Like soil moisture, soil pH influences the availability of nutrients. At very low and very high pH levels phosphorus and some minor nutrients are not readily available. The efficiency of nutrient uptake is also reduced at low pH levels. Nitrogen utilization, for example, may be reduced 50 percent at pH 5.5 compared to pH 7.0. At high pH levels, above 8.0, iron availability reaches critical levels. Annual soil tests allow the turf manager to monitor pH levels and identify problem areas. Where pH levels require amendments more frequent testing should be done.

Soil pH levels can be adjusted with limestone on acid soils and sulfur on alkaline soils. Again, soil test information should be used to determine the amount of limestone or sulfur needed to adjust pH to the desired level.

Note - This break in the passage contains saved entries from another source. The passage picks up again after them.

//! Budget alert evaluation
//!
//! Runs once per added expense. No SMS is actually sent; the alert is a
//! session notification that names the number it would have gone to.

use crate::config::settings::AppSettings;
use crate::models::{Expense, Notification};

/// Text of the budget-exceeded alert
pub fn alert_message(expense: &Expense, phone_number: &str) -> String {
    format!(
        "ALERT: Expense of {} exceeds weekly limit! SMS sent to {}",
        expense.amount, phone_number
    )
}

/// Raise an alert when a single expense is above the weekly limit
///
/// An expense exactly at the limit does not alert.
pub fn evaluate_budget_alert(expense: &Expense, settings: &AppSettings) -> Option<Notification> {
    if expense.amount > settings.weekly_limit {
        Some(Notification::new(alert_message(expense, &settings.phone_number)))
    } else {
        None
    }
}

#[cfg(test)]
mod tests {
    use super::*;
    use crate::models::{ExpenseDraft, Money};
    use chrono::NaiveDate;

    fn expense(amount: Money) -> Expense {
        let today = NaiveDate::from_ymd_opt(2025, 6, 1).unwrap();
        Expense::from_draft(ExpenseDraft::new().amount(amount), today)
    }

    fn settings() -> AppSettings {
        AppSettings {
            weekly_limit: Money::from_rupees(5000),
            phone_number: "+91 9876543210".into(),
            ..AppSettings::default()
        }
    }

    #[test]
    fn test_over_limit_alerts() {
        let alert = evaluate_budget_alert(&expense(Money::from_rupees(5001)), &settings()).unwrap();
        assert_eq!(
            alert.message,
            "ALERT: Expense of ₹5001 exceeds weekly limit! SMS sent to +91 9876543210"
        );
    }

    #[test]
    fn test_at_limit_is_silent() {
        assert!(evaluate_budget_alert(&expense(Money::from_rupees(5000)), &settings()).is_none());
        assert!(evaluate_budget_alert(&expense(Money::from_rupees(12)), &settings()).is_none());
    }

    #[test]
    fn test_fractional_amount_in_message() {
        let alert = evaluate_budget_alert(&expense(Money::from_paise(500_050)), &settings()).unwrap();
        assert!(alert.message.contains("₹5000.5"));
    }
}
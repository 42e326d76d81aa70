//! JSON snapshot export
//!
//! Everything SpendWise persists (profile, settings, expenses) in one
//! document, with schema versioning and a small metadata block.

use chrono::{DateTime, Utc};
use serde::{Deserialize, Serialize};
use std::io::Write;

use crate::config::settings::AppSettings;
use crate::error::{SpendwiseError, SpendwiseResult};
use crate::models::{Expense, Money, UserProfile};
use crate::storage::Storage;

/// Current export schema version
pub const EXPORT_SCHEMA_VERSION: &str = "1.0.0";

/// Full snapshot of the persisted state
#[derive(Debug, Clone, Serialize, Deserialize)]
pub struct FullExport {
    /// Schema version for compatibility checking
    pub schema_version: String,

    pub exported_at: DateTime<Utc>,

    /// Application version that created the export
    pub app_version: String,

    pub profile: Option<UserProfile>,

    pub settings: AppSettings,

    /// Expenses in store order (newest first)
    pub expenses: Vec<Expense>,

    pub metadata: ExportMetadata,
}

#[derive(Debug, Clone, Serialize, Deserialize)]
pub struct ExportMetadata {
    pub expense_count: usize,

    /// Sum of all exported expenses, in rupees
    pub total_spent: f64,

    pub earliest_expense: Option<String>,

    pub latest_expense: Option<String>,
}

impl FullExport {
    /// Build a snapshot from the loaded storage
    pub fn from_storage(storage: &Storage) -> SpendwiseResult<Self> {
        let profile = storage.profile.get()?;
        let settings = storage.settings()?;
        let expenses = storage.expenses.get_all()?;

        let metadata = ExportMetadata {
            expense_count: expenses.len(),
            total_spent: expenses.iter().map(|e| e.amount).sum::<Money>().as_f64(),
            earliest_expense: expenses.iter().map(|e| e.date).min().map(|d| d.to_string()),
            latest_expense: expenses.iter().map(|e| e.date).max().map(|d| d.to_string()),
        };

        Ok(Self {
            schema_version: EXPORT_SCHEMA_VERSION.to_string(),
            exported_at: Utc::now(),
            app_version: env!("CARGO_PKG_VERSION").to_string(),
            profile,
            settings,
            expenses,
            metadata,
        })
    }

    /// Check the snapshot was produced by a compatible version and is
    /// internally consistent
    pub fn validate(&self) -> Result<(), String> {
        if self.schema_version != EXPORT_SCHEMA_VERSION {
            return Err(format!(
                "Schema version mismatch: expected {}, got {}",
                EXPORT_SCHEMA_VERSION, self.schema_version
            ));
        }

        if self.metadata.expense_count != self.expenses.len() {
            return Err(format!(
                "Metadata lists {} expenses but {} are present",
                self.metadata.expense_count,
                self.expenses.len()
            ));
        }

        Ok(())
    }
}

/// Export the full snapshot to JSON
pub fn export_full_json<W: Write>(
    storage: &Storage,
    writer: &mut W,
    pretty: bool,
) -> SpendwiseResult<()> {
    let export = FullExport::from_storage(storage)?;

    if pretty {
        serde_json::to_writer_pretty(writer, &export)
    } else {
        serde_json::to_writer(writer, &export)
    }
    .map_err(|e| SpendwiseError::Export(e.to_string()))
}

/// Read a snapshot back, e.g. to verify an export file
pub fn read_json_export(json_str: &str) -> SpendwiseResult<FullExport> {
    let export: FullExport =
        serde_json::from_str(json_str).map_err(|e| SpendwiseError::Parse(e.to_string()))?;
    export.validate().map_err(SpendwiseError::Parse)?;
    Ok(export)
}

Soil texture and structure also influences the nutritional status of a rootzone. Coarse textured soils have very low cation exchange capacities and, consequently, low nutrient retention capacities. Ammonium nitrogen, nitrate nitrogen, potassium and other nutrients readily leach through a sandy soil. The addition of organic materials greatly improves nutrient retention in coarse textured soils. In contrast to sandy soils, clay soils and soils high in organic matter have very high cation exchange capacities.

Compacted soils, or soils with poor structural characteristics, do not provide adequate nutrients for good growth of turfgrasses. Aeration and the incorporation of organic matter usually improves the nutritonal status of compacted soils.

Soil microbes also play a significant role in the availability of plant nutrients. Nearly all of the nitrogen and most of the phosphorus and sulfur, as well as other nutrients, are bound in soil organic matter. In this form these nutrients are largely, or entirely, unavailable for utilization by grasses. It is only through microbial activity that the vast store of nitrogen and the reserve phosphorus and other nutrients are made available to the grass. Thus, rootzone conditions such as compaction, saturation, salinity, acidity, and low organic matter that reduces microbial activity also reduces nutrient availability.

For example, in compacted soils, or in poorly drained soils, populations of microbes shift from those that function in aerobic conditions to those that function under aerobic conditions. As a result, hydrogen sulfide (H2S) rather than CO2 becomes the primary product of decomposition and grass roots deteriorate rapidly.

Also, under compacted soil conditions bacterial reduction of nitrate to nitrogen (denitrification) results in significant losses of nitrogen from the rootzone. Denitrification is favored by anaerobic conditions; thus aeration will reduce those losses from compacted soils.